Surely the Minister will agree that treaty obligations under the Cotonou Convention must be met. ACP sugar producers have suggested that the way in which the EU decision is structured means that, in effect, it will be the poor, not the rich, who bear the brunt of an initiative to help the poorest.

It is now some time since I had the privilege of visiting some of these beautiful islands. I am probably out of date, but I cannot believe that their difficulties have lessened with the passage of time—rather they have worsened. I add my plea to that expressed by my noble friend Lady Young, that the British Government should seek partners with a vested interest in the outcome; in other words, that they should establish a position of leadership in the EU and with the United States in relation to the Caribbean and build a new vehicle with the private sector that is able to foster the delivery of rapid results.

8.1 p.m.

Lord Tomlinson

My Lords, when looking into the World Trade Organisation and the EU mandate post Seattle in June of last year, the Select Committee of your Lordships' House on the European Union made two comments in its report that I should like to quote. First, at paragraph 159, it said that, the EU must change its agricultural policies both to prevent the dumping of its surplus production on to world markets in a way which is damaging to developing countries, and to allow access to its markets for the agricultural exports on which developing countries depend". Then, at paragraph 290, the report quite specifically said: While the EU procrastinates on the Common Agricultural Policy, and thus continues to impose restrictions on agricultural imports, it weakens its bargaining power in persuading others to go further in the concessions they offer to developing countries. We think that the EU should seriously consider giving a lead by allowing duty-free access for all imports"— the committee emphasised the word "all"— from least developed countries, without waiting for other developed countries to follow suit". When the report was debated in your Lordships' House, no one took issue with either of those points.
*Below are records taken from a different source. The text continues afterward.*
fn truncate_name(name: &str) -> String {
    let mut end = name.len().min(MAX_SERVER_NAME_LEN);
    while !name.is_char_boundary(end) {
        end -= 1;
    }
    name[..end].to_string()
}

/// Counters from one [`GameServer::update`].
#[derive(Debug, Clone, Copy, Default, PartialEq, Eq)]
pub struct ServerTickStats {
    /// Packets processed.
    pub packets: usize,
    /// World chunks sent.
    pub chunks_sent: usize,
}

/// Game host driving a transport once per tick.
pub struct GameServer<T: ServerTransport + 'static = QuicServerTransport> {
    peer: Peer<T, ServerState>,
    state: ServerState,
    running: bool,
    tick: SimTick,
}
Originally, Everything but Arms was a proposal to allow duty-free, quota free access to the European Union for all goods from the world's least developed countries, except arms and munitions. We are now debating a proposal that has been changed—essentially changing the current generalised system of preferences in order to extend duty-free access without the quantitative restrictions to all commodities from the least developed countries, but with a recognition of the specific problems of three sensitive products: bananas, rice and sugar. There are very clear proposals now before Her Majesty's Government, which are not yet agreed but which the Government appear to be supporting. They are being brokered by the Swedish presidency in order to get a timetabled arrangement for dealing with those three sensitive products.

At present, this House should be encouraging the Government to encourage the Swedish presidency in the arrangements that it is seeking to make for those sensitive products, while at the same time bearing in mind the very clear cautionary words that are expressed Al the Government's Explanatory Memorandum on the policy issue. Paragraph 15 of that memorandum, which talks about policy implications, says—and I welcome this—that the, UK Government strongly supports the original Commission proposal. The 48 LDCs have become increasingly marginalised in the world economy, their peoples are amongst the world's poorest, and they are desperately in need of assistance to stimulate their own development and growth. The LDCs are characterised by their exclusion from international trade, accounting collectively for less than 0.5% of world trade". That is the Government's own statement of policy implications. I believe that they are right. I hope that this compromise succeeds, because I believe that it will achieve improved access to EU markets by the LDCs, while giving sufficient time for the countries that are affected to adjust to change—an adjustment that I hope will be fully supported by the ACP, the European Union and the DfID. If they support and encourage the process of transition and change, I believe that we shall have a truly free international economy.

8.6 p.m.

Lord Roper

My Lords, I am most grateful to the noble Baroness, Lady Young, for having raised the subject this evening. It is obviously important that proper attention should be paid to this important advance of the European Union to improve access to its markets by the least developed countries. I am especially glad that the noble Lord, Lord Tomlinson, has just referred to the report last year of your Lordships' Select Committee on the European Union which welcomed such proposals.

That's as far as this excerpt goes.